Start of Block

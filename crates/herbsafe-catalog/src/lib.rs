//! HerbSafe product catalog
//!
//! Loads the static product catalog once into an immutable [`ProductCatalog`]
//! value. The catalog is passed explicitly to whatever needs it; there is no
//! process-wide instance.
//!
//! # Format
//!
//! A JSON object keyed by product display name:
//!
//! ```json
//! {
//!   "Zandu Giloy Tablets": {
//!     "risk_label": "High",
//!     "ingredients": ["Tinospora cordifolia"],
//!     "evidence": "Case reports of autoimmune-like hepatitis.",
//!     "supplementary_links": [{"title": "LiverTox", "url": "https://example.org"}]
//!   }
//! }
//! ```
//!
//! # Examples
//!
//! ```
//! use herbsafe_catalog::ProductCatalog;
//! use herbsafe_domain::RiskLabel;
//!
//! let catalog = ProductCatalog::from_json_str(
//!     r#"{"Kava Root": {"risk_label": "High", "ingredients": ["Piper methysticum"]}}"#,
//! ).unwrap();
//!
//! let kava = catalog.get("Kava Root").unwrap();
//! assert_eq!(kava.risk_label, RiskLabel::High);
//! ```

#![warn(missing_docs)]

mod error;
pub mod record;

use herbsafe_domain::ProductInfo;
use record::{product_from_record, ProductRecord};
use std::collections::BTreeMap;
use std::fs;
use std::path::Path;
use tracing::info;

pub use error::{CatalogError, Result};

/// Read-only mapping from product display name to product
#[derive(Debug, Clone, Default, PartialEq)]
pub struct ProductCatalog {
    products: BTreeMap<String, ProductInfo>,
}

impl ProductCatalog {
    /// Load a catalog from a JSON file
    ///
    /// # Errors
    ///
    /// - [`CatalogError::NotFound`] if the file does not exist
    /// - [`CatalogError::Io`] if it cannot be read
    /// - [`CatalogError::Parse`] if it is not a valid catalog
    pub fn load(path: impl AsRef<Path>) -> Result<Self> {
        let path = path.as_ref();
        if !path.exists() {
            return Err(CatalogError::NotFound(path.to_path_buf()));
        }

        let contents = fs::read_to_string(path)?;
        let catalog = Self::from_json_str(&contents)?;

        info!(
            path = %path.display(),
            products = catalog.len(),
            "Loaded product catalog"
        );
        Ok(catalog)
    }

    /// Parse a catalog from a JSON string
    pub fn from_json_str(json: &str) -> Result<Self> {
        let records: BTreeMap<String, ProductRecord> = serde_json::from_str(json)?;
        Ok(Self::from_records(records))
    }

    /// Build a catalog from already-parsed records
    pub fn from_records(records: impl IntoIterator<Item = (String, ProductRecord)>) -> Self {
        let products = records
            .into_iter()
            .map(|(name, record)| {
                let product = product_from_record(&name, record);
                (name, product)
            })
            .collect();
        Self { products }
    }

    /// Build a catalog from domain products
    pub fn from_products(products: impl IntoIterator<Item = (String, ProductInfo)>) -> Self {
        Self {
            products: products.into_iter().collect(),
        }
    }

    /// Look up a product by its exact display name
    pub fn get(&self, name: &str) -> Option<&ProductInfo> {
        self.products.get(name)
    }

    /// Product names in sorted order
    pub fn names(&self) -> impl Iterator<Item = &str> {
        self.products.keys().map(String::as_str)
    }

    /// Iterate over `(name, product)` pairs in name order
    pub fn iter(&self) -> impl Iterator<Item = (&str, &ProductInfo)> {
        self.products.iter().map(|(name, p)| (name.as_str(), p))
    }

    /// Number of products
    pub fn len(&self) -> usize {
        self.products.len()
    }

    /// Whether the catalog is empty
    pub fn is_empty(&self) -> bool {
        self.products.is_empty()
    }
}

End of Block

* Exercise brief *
Write the listing out again, word for word.

* Response box *
filename crates/herbsafe-catalog/src/lib.rs
//! HerbSafe product catalog
//!
//! Loads the static product catalog once into an immutable [`ProductCatalog`]
//! value. The catalog is passed explicitly to whatever needs it; there is no
//! process-wide instance.
//!
//! # Format
//!
//! A JSON object keyed by product display name:
//!
//! ```json
//! {
//!   "Zandu Giloy Tablets": {
//!     "risk_label": "High",
//!     "ingredients": ["Tinospora cordifolia"],
//!     "evidence": "Case reports of autoimmune-like hepatitis.",
//!     "supplementary_links": [{"title": "LiverTox", "url": "https://example.org"}]
//!   }
//! }
//! ```
//!
//! # Examples
//!
//! ```
//! use herbsafe_catalog::ProductCatalog;
//! use herbsafe_domain::RiskLabel;
//!
//! let catalog = ProductCatalog::from_json_str(
//!     r#"{"Kava Root": {"risk_label": "High", "ingredients": ["Piper methysticum"]}}"#,
//! ).unwrap();
//!
//! let kava = catalog.get("Kava Root").unwrap();
//! assert_eq!(kava.risk_label, RiskLabel::High);
//! ```

#![warn(missing_docs)]

mod error;
pub mod record;

use herbsafe_domain::ProductInfo;
use record::{product_from_record, ProductRecord};
use std::collections::BTreeMap;
use std::fs;
use std::path::Path;
use tracing::info;

pub use error::{CatalogError, Result};

/// Read-only mapping from product display name to product
#[derive(Debug, Clone, Default, PartialEq)]
pub struct ProductCatalog {
    products: BTreeMap<String, ProductInfo>,
}

impl ProductCatalog {
    /// Load a catalog from a JSON file
    ///
    /// # Errors
    ///
    /// - [`CatalogError::NotFound`] if the file does not exist
    /// - [`CatalogError::Io`] if it cannot be read
    /// - [`CatalogError::Parse`] if it is not a valid catalog
    pub fn load(path: impl AsRef<Path>) -> Result<Self> {
        let path = path.as_ref();
        if !path.exists() {
            return Err(CatalogError::NotFound(path.to_path_buf()));
        }

        let contents = fs::read_to_string(path)?;
        let catalog = Self::from_json_str(&contents)?;

        info!(
            path = %path.display(),
            products = catalog.len(),
            "Loaded product catalog"
        );
        Ok(catalog)
    }

    /// Parse a catalog from a JSON string
    pub fn from_json_str(json: &str) -> Result<Self> {
        let records: BTreeMap<String, ProductRecord> = serde_json::from_str(json)?;
        Ok(Self::from_records(records))
    }

    /// Build a catalog from already-parsed records
    pub fn from_records(records: impl IntoIterator<Item = (String, ProductRecord)>) -> Self {
        let products = records
            .into_iter()
            .map(|(name, record)| {
                let product = product_from_record(&name, record);
                (name, product)
            })
            .collect();
        Self { products }
    }

    /// Build a catalog from domain products
    pub fn from_products(products: impl IntoIterator<Item = (String, ProductInfo)>) -> Self {
        Self {
            products: products.into_iter().collect(),
        }
    }

    /// Look up a product by its exact display name
    pub fn get(&self, name: &str) -> Option<&ProductInfo> {
        self.products.get(name)
    }

    /// Product names in sorted order
    pub fn names(&self) -> impl Iterator<Item = &str> {
        self.products.keys().map(String::as_str)
    }

    /// Iterate over `(name, product)` pairs in name order
    pub fn iter(&self) -> impl Iterator<Item = (&str, &ProductInfo)> {
        self.products.iter().map(|(name, p)| (name.as_str(), p))
    }

    /// Number of products
    pub fn len(&self) -> usize {
        self.products.len()
    }

    /// Whether the catalog is empty
    pub fn is_empty(&self) -> bool {
        self.products.is_empty()
    }
}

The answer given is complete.